What is expected: Return, from the listing below, every line that includes "cache".

Task input:
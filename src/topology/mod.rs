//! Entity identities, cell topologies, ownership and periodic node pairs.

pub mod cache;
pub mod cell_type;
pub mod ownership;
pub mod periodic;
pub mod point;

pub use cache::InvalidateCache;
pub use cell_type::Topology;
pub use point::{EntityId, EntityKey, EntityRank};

Task response:
pub mod cache;
pub use cache::InvalidateCache;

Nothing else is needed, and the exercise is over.